For Beginners: Think of these settings as the criteria for judging how well your AI model has learned. Just like when learning a new skill, an AI can learn too little (underfit), memorize without understanding (overfit), or learn just right (good fit). These thresholds help determine which category your model falls into by comparing how it performs on data it has seen before (training data) versus new data (validation data).
Properties
GoodFitThreshold
Gets or sets the threshold for identifying a good fit in a model.
public double GoodFitThreshold { get; set; }
Property Value
- double
The good fit threshold as a decimal between 0 and 1, defaulting to 0.9 (90%).
Remarks
A good fit is identified when both training and validation performance exceed this threshold, and the difference between them is less than the overfit threshold.
For Beginners: This setting helps identify when your model has learned well. With the default value of 0.9, if your model performs above 90% of the maximum possible performance on both training and validation data, and the difference between them is small, it's considered to have a good fit. This is like a student who understands the material deeply and performs well on both practice tests and new questions, showing they've truly learned the subject rather than just memorizing answers.
OverfitThreshold
Gets or sets the threshold for detecting overfitting in a model.
public double OverfitThreshold { get; set; }
Property Value
- double
The overfit threshold as a decimal between 0 and 1, defaulting to 0.1 (10%).
Remarks
Overfitting is detected when the difference between training performance and validation performance exceeds this threshold. A smaller value makes the detector more sensitive to overfitting.
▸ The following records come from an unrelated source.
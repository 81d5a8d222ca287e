//! AMQP message definitions and serialization

use crate::error::{MatchmakingError, Result};
use crate::types::*;

/// AMQP queue and exchange names
pub const PLAYER_COMMAND_QUEUE: &str = "matchforge.player_commands";
pub const QUEUE_EVENTS_EXCHANGE: &str = "matchforge.queue_events";
pub const MATCH_EVENTS_EXCHANGE: &str = "matchforge.match_events";

/// Routing keys for queue events
pub const QUEUE_JOINED_ROUTING_KEY: &str = "queue.joined";
pub const QUEUE_LEFT_ROUTING_KEY: &str = "queue.left";

/// Message envelope with metadata
#[derive(Debug, Clone, serde::Serialize, serde::Deserialize)]
pub struct MessageEnvelope<T> {
    pub payload: T,
    pub correlation_id: String,
    pub timestamp: chrono::DateTime<chrono::Utc>,
    pub routing_key: String,
}

impl<T> MessageEnvelope<T>
where
    T: serde::Serialize + serde::de::DeserializeOwned,
{
    /// Create a new message envelope
    pub fn new(payload: T, routing_key: String) -> Self {
        Self {
            payload,
            correlation_id: uuid::Uuid::new_v4().to_string(),
            timestamp: chrono::Utc::now(),
            routing_key,
        }
    }

    /// Serialize the envelope to JSON bytes
    pub fn to_bytes(&self) -> Result<Vec<u8>> {
        serde_json::to_vec(self).map_err(|e| MatchmakingError::InternalError {
            message: format!("Failed to serialize message: {}", e),
        })
    }

    /// Deserialize envelope from JSON bytes
    pub fn from_bytes(bytes: &[u8]) -> Result<Self> {
        serde_json::from_slice(bytes).map_err(|e| MatchmakingError::InvalidCommand {
            reason: format!("Failed to deserialize message: {}", e),
        })
    }
}

/// Message serialization and validation utilities
pub struct MessageUtils;

impl MessageUtils {
    /// Deserialize and validate a player command
    pub fn deserialize_command(bytes: &[u8]) -> Result<PlayerCommand> {
        let command: PlayerCommand =
            serde_json::from_slice(bytes).map_err(|e| MatchmakingError::InvalidCommand {
                reason: format!("Failed to deserialize player command: {}", e),
            })?;

        Self::validate_command(&command)?;
        Ok(command)
    }

    /// Validate a player command
    pub fn validate_command(command: &PlayerCommand) -> Result<()> {
        if command.user_id.trim().is_empty() {
            return Err(MatchmakingError::InvalidCommand {
                reason: "Command carries no resolved user id".to_string(),
            });
        }

        if let PlayerAction::Ban { item, .. } = &command.action {
            if item.trim().is_empty() {
                return Err(MatchmakingError::InvalidCommand {
                    reason: "Ban item cannot be empty".to_string(),
                });
            }
        }

        Ok(())
    }

    /// Serialize any AMQP message to bytes
    pub fn serialize_message<T: serde::Serialize>(message: &T) -> Result<Vec<u8>> {
        serde_json::to_vec(message).map_err(|e| MatchmakingError::InternalError {
            message: format!("Failed to serialize message: {}", e),
        })
    }

    /// Routing key for a queue event
    pub fn queue_routing_key(event: &QueueEvent) -> String {
        match event {
            QueueEvent::Joined { mode, .. } => format!("{}.{}", QUEUE_JOINED_ROUTING_KEY, mode),
            QueueEvent::Left { mode, .. } => format!("{}.{}", QUEUE_LEFT_ROUTING_KEY, mode),
        }
    }

    /// Routing key for a match event, e.g. `match.finished`
    pub fn match_routing_key(event: &MatchEvent) -> String {
        format!("match.{}", event.name())
    }
}

#[cfg(test)]
mod tests {
    use super::*;
    use chrono::Utc;

    #[test]
    fn test_message_envelope_creation() {
        let event = QueueEvent::Left {
            user_ids: vec!["u1".to_string()],
            mode: GameMode::OneVsOne,
            timestamp: Utc::now(),
        };
        let envelope = MessageEnvelope::new(event, "queue.left.1v1".to_string());

        assert_eq!(envelope.routing_key, "queue.left.1v1");
        assert!(!envelope.correlation_id.is_empty());
    }

    #[test]
    fn test_command_validation() {
        let raw = br#"{"user_id":"u1","action":"leave_queue","timestamp":"2026-01-01T00:00:00Z"}"#;
        let command = MessageUtils::deserialize_command(raw).unwrap();
        assert_eq!(command.action, PlayerAction::LeaveQueue);

        let anonymous = br#"{"user_id":" ","action":"leave_queue","timestamp":"2026-01-01T00:00:00Z"}"#;
        assert!(MessageUtils::deserialize_command(anonymous).is_err());

        let garbage = br#"{"action":"explode"}"#;
        assert!(matches!(
            MessageUtils::deserialize_command(garbage),
            Err(MatchmakingError::InvalidCommand { .. })
        ));
    }

    #[test]
    fn test_routing_keys() {
        let event = QueueEvent::Joined {
            user_ids: vec!["u1".to_string()],
            mode: GameMode::FiveVsFive,
            joined_at: Utc::now(),
        };
        assert_eq!(MessageUtils::queue_routing_key(&event), "queue.joined.5v5");

        let event = MatchEvent::Live {
            match_id: uuid::Uuid::new_v4(),
            timestamp: Utc::now(),
        };
        assert_eq!(MessageUtils::match_routing_key(&event), "match.live");
    }
}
For Beginners: This setting helps detect when your model is "memorizing" the training data instead of learning general patterns. With the default value of 0.1, if your model performs more than 10% better on training data than on validation data, it's considered to be overfitting. This is like a student who memorizes answers for a practice test but can't apply the knowledge to slightly different questions on the real test.
UnderfitThreshold
Gets or sets the threshold for detecting underfitting in a model.
public double UnderfitThreshold { get; set; }
Property Value
- double
The underfit threshold as a decimal between 0 and 1, defaulting to 0.7 (70%).
Remarks
Underfitting is detected when the training performance is below this threshold. A higher value makes the detector more sensitive to underfitting.
For Beginners: This setting helps detect when your model hasn't learned enough from the training data. With the default value of 0.7, if your model's performance on training data is below 70% of the maximum possible performance, it's considered to be underfitting. This is like a student who hasn't studied enough and performs poorly even on practice questions they've seen before.